Louis echó un vistazo al comedor, donde había una silla, separada de la mesa, frente a la ventana. El rifle Chandler continuaba encima de la mesa y el maletín Hardigg descansaba en la alfombra. Se acercó y recorrió el cañón del rifle con los dedos; luego apoyó la mano en el respaldo de la silla. El Detective se reunió con él.

– Era aquí donde nos esperaba -dijo Louis.

– Era algo personal, ¿verdad? -preguntó el Detective.

– Sí, muy personal.

Cuando volvieron al pasillo, vieron que Willie había puesto con cuidado un cojín bajo la cabeza del chico herido.

– ¿Por qué no te quedas con él? -sugirió el Detective-. De todos modos necesitamos a alguien aquí abajo, por si acaso.

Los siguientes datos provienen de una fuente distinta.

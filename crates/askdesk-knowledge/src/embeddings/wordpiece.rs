//! Uncased WordPiece tokenizer for BERT-family sentence encoders.

use askdesk_core::error::{AskDeskError, Result};
use std::collections::HashMap;
use std::path::Path;

const MAX_WORD_CHARS: usize = 100;

/// Greedy longest-match-first WordPiece over a `vocab.txt` token list.
pub struct WordPiece {
    vocab: HashMap<String, i64>,
    unk: i64,
    cls: i64,
    sep: i64,
    /// Sequence cap including `[CLS]` and `[SEP]`.
    max_len: usize,
}

impl WordPiece {
    /// Read `vocab.txt`: one token per line, id = line number.
    pub fn from_vocab_file(path: &Path) -> Result<Self> {
        let content = std::fs::read_to_string(path)
            .map_err(|e| AskDeskError::Encoder(format!("{}: {e}", path.display())))?;
        Self::from_tokens(content.lines())
    }

    pub fn from_tokens<'a>(tokens: impl IntoIterator<Item = &'a str>) -> Result<Self> {
        let vocab: HashMap<String, i64> = tokens
            .into_iter()
            .enumerate()
            .map(|(id, token)| (token.trim_end().to_string(), id as i64))
            .collect();
        let special = |name: &str| {
            vocab
                .get(name)
                .copied()
                .ok_or_else(|| AskDeskError::Encoder(format!("vocabulary has no {name} token")))
        };
        Ok(Self {
            unk: special("[UNK]")?,
            cls: special("[CLS]")?,
            sep: special("[SEP]")?,
            vocab,
            max_len: 256,
        })
    }

    pub fn with_max_len(mut self, max_len: usize) -> Self {
        self.max_len = max_len.max(2);
        self
    }

    /// `[CLS] pieces… [SEP]`, truncated to `max_len`.
    pub fn encode(&self, text: &str) -> Vec<i64> {
        let mut ids = vec![self.cls];
        for word in basic_tokens(&text.to_lowercase()) {
            self.push_word(&word, &mut ids);
        }
        ids.truncate(self.max_len - 1);
        ids.push(self.sep);
        ids
    }

    fn push_word(&self, word: &str, ids: &mut Vec<i64>) {
        let chars: Vec<char> = word.chars().collect();
        if chars.len() > MAX_WORD_CHARS {
            ids.push(self.unk);
            return;
        }

        let mut pieces = Vec::new();
        let mut start = 0;
        while start < chars.len() {
            let mut end = chars.len();
            let mut found = None;
            while start < end {
                let body: String = chars[start..end].iter().collect();
                let candidate = if start == 0 { body } else { format!("##{body}") };
                if let Some(&id) = self.vocab.get(&candidate) {
                    found = Some(id);
                    break;
                }
                end -= 1;
            }
            match found {
                Some(id) => {
                    pieces.push(id);
                    start = end;
                }
                None => {
                    ids.push(self.unk);
                    return;
                }
            }
        }
        ids.extend(pieces);
    }
}

/// Whitespace split with every punctuation character as its own token.
fn basic_tokens(text: &str) -> Vec<String> {
    let mut tokens = Vec::new();
    let mut current = String::new();
    for c in text.chars() {
        if c.is_whitespace() {
            if !current.is_empty() {
                tokens.push(std::mem::take(&mut current));
            }
        } else if !c.is_alphanumeric() {
            if !current.is_empty() {
                tokens.push(std::mem::take(&mut current));
            }
            tokens.push(c.to_string());
        } else {
            current.push(c);
        }
    }
    if !current.is_empty() {
        tokens.push(current);
    }
    tokens
}
//! Error types for AskDesk.

use thiserror::Error;

/// Unified error type for all AskDesk operations.
#[derive(Debug, Error)]
pub enum AskDeskError {
    /// The embedding model failed to initialize (or is disabled).
    #[error("Embedding model unavailable")]
    ModelUnavailable,

    /// The external snippet source could not be fetched or parsed.
    #[error("External fetch failed: {0}")]
    ExternalFetch(String),

    /// The generative fallback call failed (network, quota, malformed response, timeout).
    #[error("Generative fallback failed: {0}")]
    Generative(String),

    /// A request at the API boundary is missing a required field.
    #[error("{0}")]
    MalformedRequest(String),

    #[error("Configuration error: {0}")]
    Config(String),

    #[error("HTTP error: {0}")]
    Http(String),

    #[error("Provider error: {0}")]
    Provider(String),

    #[error("API key missing for provider: {0}")]
    ApiKeyMissing(String),

    #[error("Provider not found: {0}")]
    ProviderNotFound(String),

    #[error("Encoder error: {0}")]
    Encoder(String),

    #[error("Vector index error: {0}")]
    Index(String),

    #[error("Knowledge base error: {0}")]
    KnowledgeBase(String),

    #[error("Storage error: {0}")]
    Memory(String),

    #[error("IO error: {0}")]
    Io(#[from] std::io::Error),

    #[error("JSON error: {0}")]
    Json(#[from] serde_json::Error),

    #[error("{0}")]
    Other(String),
}

impl AskDeskError {
    /// Whether this error may be shown to an API client verbatim.
    pub fn is_client_facing(&self) -> bool {
        matches!(self, Self::MalformedRequest(_))
    }
}

/// Result alias using `AskDeskError`.
pub type Result<T> = std::result::Result<T, AskDeskError>;

#[cfg(test)]
mod tests {
    use super::*;

    #[test]
    fn test_only_malformed_request_is_client_facing() {
        assert!(AskDeskError::MalformedRequest("message".into()).is_client_facing());
        assert!(!AskDeskError::ModelUnavailable.is_client_facing());
        assert!(!AskDeskError::Generative("quota".into()).is_client_facing());
        assert!(!AskDeskError::ExternalFetch("timeout".into()).is_client_facing());
    }

    #[test]
    fn test_io_error_converts() {
        let io = std::io::Error::new(std::io::ErrorKind::NotFound, "faq.json");
        let err: AskDeskError = io.into();
        assert!(err.to_string().contains("faq.json"));
    }
}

Willie se dio cuenta de que lo estaban excluyendo, pero no le importó. Agradecía la oportunidad de cuidar del chico. Iría a la cocina a buscar agua y limpiaría las heridas de la cabeza, asegurándose de que no se infectaban o de que no sufría convulsiones. No quería seguir a aquellos hombres escalera arriba, no a menos que no le quedara más remedio. Aun cuando apareciera un esbirro de Leehagen con un arma y le apuntara a la cara, Willie no sabía si sería capaz de defenderse. Simplemente cerraría los ojos y que fuera lo que Dios quisiese.

El Detective encabezó la marcha escalera arriba, y Ángel y Louis se rezagaron hasta que él les indicó con una seña que el camino estaba despejado. En el primer piso había cinco puertas, todas cerradas, pero ninguna tenía el cerrojo echado. Las inspeccionaron una por una: Louis abría y cubría el lado derecho, Ángel el izquierdo, y el Detective, de espaldas a ellos, permanecía atento a las otras puertas. Tres daban a dormitorios, uno de ellos lleno de ropa de mujer, el otro a todas luces de un hombre joven, aunque en el del hombre había ropa de los dos, y una caja de preservativos en la mesilla de noche. La cuarta habitación era un amplio cuarto de baño habilitado para el uso de Leehagen. Tenía una cabina de baño adaptada en lugar de un plato de ducha, con una silla de plástico bajo la alcachofa y un cojín de goma en la bañera que podía hincharse o deshincharse a conveniencia. Los estantes contenían un sinfín de medicamentos: líquidos y comprimidos y jeringuillas desechables de plástico. De fondo se percibía un olor desagradable y empalagoso: el aroma de un moribundo, de alguien que se pudre por dentro.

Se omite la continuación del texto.